At last I finish Siri Hustvedt, MEMORIES OF THE FUTURE (2019). I suppose I'd have to say that this ends less well than it begins. It starts like a multi-layered memoir, mainly of NYC in the late 1970s, but with aspects of the present (especially SH's old mother in a home) well rendered. This memoir form works well, with the sense of place and time especially, and the young writer's love of poetry and modernism.

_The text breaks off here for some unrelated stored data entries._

// src/content/handlers/bookings.rs

use axum::{
    extract::{Extension, Json, Path, Query},
    http::StatusCode,
};
use tracing::info;

use crate::auth::{RequireAdmin, RequireEditor};
use crate::common::{generate_booking_id, safe_email_log, ApiError, SharedState, Validator};
use crate::content::models::{
    Booking, BookingListQuery, CreateBookingRequest, UpdateBookingStatusRequest,
};
use crate::content::validators::{validate_booking_status, BookingValidator};

/// POST /api/bookings - Book a tour or request a custom trip (public)
pub async fn create_booking(
    Extension(state_lock): Extension<SharedState>,
    Json(req): Json<CreateBookingRequest>,
) -> Result<(StatusCode, Json<Booking>), ApiError> {
    BookingValidator.validate(&req).into_result()?;
    let state = state_lock.read().await.clone();

    if let Some(tour_id) = &req.tour_id {
        let published: Option<String> =
            sqlx::query_scalar("SELECT id FROM tours WHERE id = ? AND published = 1")
                .bind(tour_id)
                .fetch_optional(&state.db)
                .await?;
        if published.is_none() {
            return Err(ApiError::BadRequest("Tour is not available".to_string()));
        }
    }

    let booking = Booking {
        id: generate_booking_id(),
        kind: if req.tour_id.is_some() { "tour" } else { "custom" }.to_string(),
        tour_id: req.tour_id,
        full_name: req.full_name.trim().to_string(),
        email: req.email.trim().to_lowercase(),
        phone: req.phone,
        travelers: req.travelers,
        travel_date: req.travel_date,
        message: req.message,
        status: "pending".to_string(),
        created_at: chrono::Utc::now().to_rfc3339(),
    };

    sqlx::query(
        r#"
        INSERT INTO bookings (id, tour_id, kind, full_name, email, phone, travelers,
                              travel_date, message, status, created_at)
        VALUES (?, ?, ?, ?, ?, ?, ?, ?, ?, ?, ?)
        "#,
    )
    .bind(&booking.id)
    .bind(&booking.tour_id)
    .bind(&booking.kind)
    .bind(&booking.full_name)
    .bind(&booking.email)
    .bind(&booking.phone)
    .bind(booking.travelers)
    .bind(&booking.travel_date)
    .bind(&booking.message)
    .bind(&booking.status)
    .bind(&booking.created_at)
    .execute(&state.db)
    .await?;

    info!(
        booking_id = %booking.id,
        kind = %booking.kind,
        email = %safe_email_log(&booking.email),
        "Booking received"
    );

    Ok((StatusCode::CREATED, Json(booking)))
}

/// GET /api/admin/bookings - Bookings, newest first, optionally by status (editor)
pub async fn list_bookings(
    Extension(state_lock): Extension<SharedState>,
    RequireEditor(_user): RequireEditor,
    Query(query): Query<BookingListQuery>,
) -> Result<Json<Vec<Booking>>, ApiError> {
    if let Some(status) = &query.status {
        validate_booking_status(status).into_result()?;
    }
    let state = state_lock.read().await.clone();

    let bookings: Vec<Booking> = sqlx::query_as(
        "SELECT * FROM bookings WHERE (? IS NULL OR status = ?) ORDER BY created_at DESC",
    )
    .bind(&query.status)
    .bind(&query.status)
    .fetch_all(&state.db)
    .await?;

    Ok(Json(bookings))
}

/// PATCH /api/admin/bookings/:id/status - Confirm or cancel a booking (admin)
pub async fn update_booking_status(
    Extension(state_lock): Extension<SharedState>,
    RequireAdmin(user): RequireAdmin,
    Path(id): Path<String>,
    Json(req): Json<UpdateBookingStatusRequest>,
) -> Result<Json<Booking>, ApiError> {
    validate_booking_status(&req.status).into_result()?;
    let state = state_lock.read().await.clone();

    let result = sqlx::query("UPDATE bookings SET status = ? WHERE id = ?")
        .bind(&req.status)
        .bind(&id)
        .execute(&state.db)
        .await?;

    if result.rows_affected() == 0 {
        return Err(ApiError::NotFound("Booking not found".to_string()));
    }

    let booking: Booking = sqlx::query_as("SELECT * FROM bookings WHERE id = ?")
        .bind(&id)
        .fetch_one(&state.db)
        .await?;

    info!(booking_id = %id, status = %booking.status, user_id = %user.id, "Booking status changed");

    Ok(Json(booking))
}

But the book gets rather overwhelmed by the saga of her next door neighbour, who turns out to have various friends who are all in a witches' coven - which sounds dramatic, but these people never become very vivid or interesting, though they take up so much of the book. Other elements include the writer's own attempts to write a (YA?) detective story, which reaches a kind of resolution but not a really satisfactory one; and a very long-running, strong-minded, broad-brush feminist polemic, which might appeal to many people but I'm afraid doesn't appeal to me - it's too undifferentiated and lacking nuance, notably about historical changes which have made such polemic mainstream by now.

There is some real interest and thought in this book, especially about time, memory, narrative - abstract cogitation that is true enough to the legacy of Virginia Woolf, and which sometimes comes off quite well. And as a 'blend of fact and fiction' it's more intriguingly indeterminate than almost any I've ever read - I can't tell what I should take as real, if anything, and what invented. But it doesn't all come together as well as I'd hoped.

the pinefox, Thursday, 8 April 2021 11:28 (three years ago) link

XXpostThe Diary of Anne Frankas part of the complete works, tracked here, intriguingly: https://www.annefrank.org/en/anne-frank/diary/complete-works-anne-frank/

dow, Thursday, 8 April 2021 19:42 (three years ago) link

Giuseppe Ungaretti - Allegria

xyzzzz__, Thursday, 8 April 2021 20:49 (three years ago) link

I started reading Our Spoons Came from Woolworth's, Barbara Comyns. It is quite a different-feeling first-person narrative voice from that in I Capture the Castle.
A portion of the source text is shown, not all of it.